_What is expected_
Starting at the line that contains "using UUIDv7 (time-ordered)" and ending at the line that contains "pub mod style;", the lines below are to be given again exactly, with nothing added.
################
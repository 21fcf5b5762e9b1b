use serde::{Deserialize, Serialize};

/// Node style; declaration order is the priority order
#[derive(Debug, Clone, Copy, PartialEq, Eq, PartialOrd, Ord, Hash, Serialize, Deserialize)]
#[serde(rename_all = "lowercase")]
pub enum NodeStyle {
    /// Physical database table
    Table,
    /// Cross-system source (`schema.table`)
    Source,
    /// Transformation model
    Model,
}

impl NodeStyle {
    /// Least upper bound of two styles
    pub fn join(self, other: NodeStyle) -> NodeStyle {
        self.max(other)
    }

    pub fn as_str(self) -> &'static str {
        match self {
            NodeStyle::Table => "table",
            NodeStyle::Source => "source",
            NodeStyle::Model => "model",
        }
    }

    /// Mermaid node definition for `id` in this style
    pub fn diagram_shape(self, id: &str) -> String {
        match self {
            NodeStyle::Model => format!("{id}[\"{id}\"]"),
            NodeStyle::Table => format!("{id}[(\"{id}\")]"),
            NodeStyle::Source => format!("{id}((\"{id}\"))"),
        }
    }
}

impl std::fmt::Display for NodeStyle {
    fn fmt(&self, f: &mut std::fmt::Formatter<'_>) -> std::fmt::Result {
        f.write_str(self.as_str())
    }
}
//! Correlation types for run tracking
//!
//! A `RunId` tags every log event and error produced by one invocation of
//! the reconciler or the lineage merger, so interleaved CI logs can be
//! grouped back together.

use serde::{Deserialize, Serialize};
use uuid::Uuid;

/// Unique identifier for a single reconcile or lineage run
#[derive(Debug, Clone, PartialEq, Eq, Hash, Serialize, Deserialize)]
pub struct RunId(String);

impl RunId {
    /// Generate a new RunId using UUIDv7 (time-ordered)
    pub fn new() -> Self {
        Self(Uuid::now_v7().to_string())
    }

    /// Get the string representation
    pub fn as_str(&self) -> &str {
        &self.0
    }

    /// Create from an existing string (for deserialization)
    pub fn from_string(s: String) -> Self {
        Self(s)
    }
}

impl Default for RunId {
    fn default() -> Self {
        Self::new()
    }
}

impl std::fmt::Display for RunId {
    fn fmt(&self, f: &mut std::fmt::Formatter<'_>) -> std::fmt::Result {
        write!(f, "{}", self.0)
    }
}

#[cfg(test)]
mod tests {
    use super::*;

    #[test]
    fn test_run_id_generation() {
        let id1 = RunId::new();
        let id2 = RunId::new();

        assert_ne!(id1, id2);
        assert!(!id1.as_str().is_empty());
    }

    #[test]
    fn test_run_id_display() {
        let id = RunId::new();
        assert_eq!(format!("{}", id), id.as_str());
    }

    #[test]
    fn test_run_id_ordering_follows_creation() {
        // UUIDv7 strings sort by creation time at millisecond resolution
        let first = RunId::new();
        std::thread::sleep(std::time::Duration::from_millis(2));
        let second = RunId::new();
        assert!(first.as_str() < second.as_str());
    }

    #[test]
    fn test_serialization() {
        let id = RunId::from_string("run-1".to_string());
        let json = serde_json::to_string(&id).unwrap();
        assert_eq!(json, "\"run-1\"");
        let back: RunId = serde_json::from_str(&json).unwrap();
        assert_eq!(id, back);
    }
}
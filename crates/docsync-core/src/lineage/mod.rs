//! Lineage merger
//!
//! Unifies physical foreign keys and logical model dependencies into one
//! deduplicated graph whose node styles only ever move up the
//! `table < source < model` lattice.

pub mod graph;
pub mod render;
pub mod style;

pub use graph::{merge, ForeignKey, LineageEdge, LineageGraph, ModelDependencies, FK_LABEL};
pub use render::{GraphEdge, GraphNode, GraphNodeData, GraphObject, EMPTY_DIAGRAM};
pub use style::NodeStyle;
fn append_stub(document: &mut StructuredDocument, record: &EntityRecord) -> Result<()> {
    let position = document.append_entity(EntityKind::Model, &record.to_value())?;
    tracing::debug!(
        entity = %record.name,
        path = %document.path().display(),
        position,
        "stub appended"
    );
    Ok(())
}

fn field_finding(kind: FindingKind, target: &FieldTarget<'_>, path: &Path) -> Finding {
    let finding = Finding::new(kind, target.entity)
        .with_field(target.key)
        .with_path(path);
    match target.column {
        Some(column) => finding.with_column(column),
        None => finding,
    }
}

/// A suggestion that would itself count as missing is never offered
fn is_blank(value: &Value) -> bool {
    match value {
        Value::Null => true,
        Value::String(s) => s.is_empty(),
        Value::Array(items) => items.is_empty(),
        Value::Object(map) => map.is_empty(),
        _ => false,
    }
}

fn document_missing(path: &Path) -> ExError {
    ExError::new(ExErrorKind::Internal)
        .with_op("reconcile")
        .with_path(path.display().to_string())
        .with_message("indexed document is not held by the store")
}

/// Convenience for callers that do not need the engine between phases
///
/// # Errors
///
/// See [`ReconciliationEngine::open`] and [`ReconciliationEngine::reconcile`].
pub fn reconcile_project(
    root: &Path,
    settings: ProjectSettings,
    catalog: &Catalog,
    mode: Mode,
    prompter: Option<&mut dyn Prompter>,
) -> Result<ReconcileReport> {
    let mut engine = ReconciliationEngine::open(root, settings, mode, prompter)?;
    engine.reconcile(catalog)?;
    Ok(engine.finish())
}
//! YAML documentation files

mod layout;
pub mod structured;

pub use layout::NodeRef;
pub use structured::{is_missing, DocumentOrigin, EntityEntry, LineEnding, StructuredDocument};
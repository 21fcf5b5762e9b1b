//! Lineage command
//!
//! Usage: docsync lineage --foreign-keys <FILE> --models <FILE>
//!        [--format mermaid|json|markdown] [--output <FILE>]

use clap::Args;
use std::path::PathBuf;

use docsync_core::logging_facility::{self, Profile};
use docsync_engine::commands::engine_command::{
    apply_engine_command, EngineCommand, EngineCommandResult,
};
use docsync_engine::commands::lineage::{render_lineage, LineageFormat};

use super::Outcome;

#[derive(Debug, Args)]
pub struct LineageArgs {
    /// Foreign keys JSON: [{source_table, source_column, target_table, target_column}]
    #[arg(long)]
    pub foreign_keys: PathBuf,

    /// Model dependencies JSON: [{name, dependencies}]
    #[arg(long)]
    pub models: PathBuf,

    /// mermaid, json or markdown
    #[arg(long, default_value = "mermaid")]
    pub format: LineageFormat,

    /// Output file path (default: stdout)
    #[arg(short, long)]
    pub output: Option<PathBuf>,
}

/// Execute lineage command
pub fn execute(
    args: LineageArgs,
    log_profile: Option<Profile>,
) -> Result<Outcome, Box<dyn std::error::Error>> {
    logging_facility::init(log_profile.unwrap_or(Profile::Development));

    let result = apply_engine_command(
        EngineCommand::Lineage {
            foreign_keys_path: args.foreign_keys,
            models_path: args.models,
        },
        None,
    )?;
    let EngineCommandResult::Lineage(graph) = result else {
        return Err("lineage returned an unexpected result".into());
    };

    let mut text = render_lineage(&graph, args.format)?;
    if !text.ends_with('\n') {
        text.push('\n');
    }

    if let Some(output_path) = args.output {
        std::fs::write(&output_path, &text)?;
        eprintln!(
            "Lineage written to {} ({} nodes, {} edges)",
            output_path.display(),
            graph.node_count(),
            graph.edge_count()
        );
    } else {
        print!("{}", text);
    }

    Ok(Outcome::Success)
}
################
_Response area_
    /// Generate a new RunId using UUIDv7 (time-ordered)
    pub fn new() -> Self {
        Self(Uuid::now_v7().to_string())
    }

    /// Get the string representation
    pub fn as_str(&self) -> &str {
        &self.0
    }

    /// Create from an existing string (for deserialization)
    pub fn from_string(s: String) -> Self {
        Self(s)
    }
}

impl Default for RunId {
    fn default() -> Self {
        Self::new()
    }
}

impl std::fmt::Display for RunId {
    fn fmt(&self, f: &mut std::fmt::Formatter<'_>) -> std::fmt::Result {
        write!(f, "{}", self.0)
    }
}

#[cfg(test)]
mod tests {
    use super::*;

    #[test]
    fn test_run_id_generation() {
        let id1 = RunId::new();
        let id2 = RunId::new();

        assert_ne!(id1, id2);
        assert!(!id1.as_str().is_empty());
    }

    #[test]
    fn test_run_id_display() {
        let id = RunId::new();
        assert_eq!(format!("{}", id), id.as_str());
    }

    #[test]
    fn test_run_id_ordering_follows_creation() {
        // UUIDv7 strings sort by creation time at millisecond resolution
        let first = RunId::new();
        std::thread::sleep(std::time::Duration::from_millis(2));
        let second = RunId::new();
        assert!(first.as_str() < second.as_str());
    }

    #[test]
    fn test_serialization() {
        let id = RunId::from_string("run-1".to_string());
        let json = serde_json::to_string(&id).unwrap();
        assert_eq!(json, "\"run-1\"");
        let back: RunId = serde_json::from_str(&json).unwrap();
        assert_eq!(id, back);
    }
}
filename crates/docsync-core/src/lineage/mod.rs
//! Lineage merger
//!
//! Unifies physical foreign keys and logical model dependencies into one
//! deduplicated graph whose node styles only ever move up the
//! `table < source < model` lattice.

pub mod graph;
pub mod render;
pub mod style;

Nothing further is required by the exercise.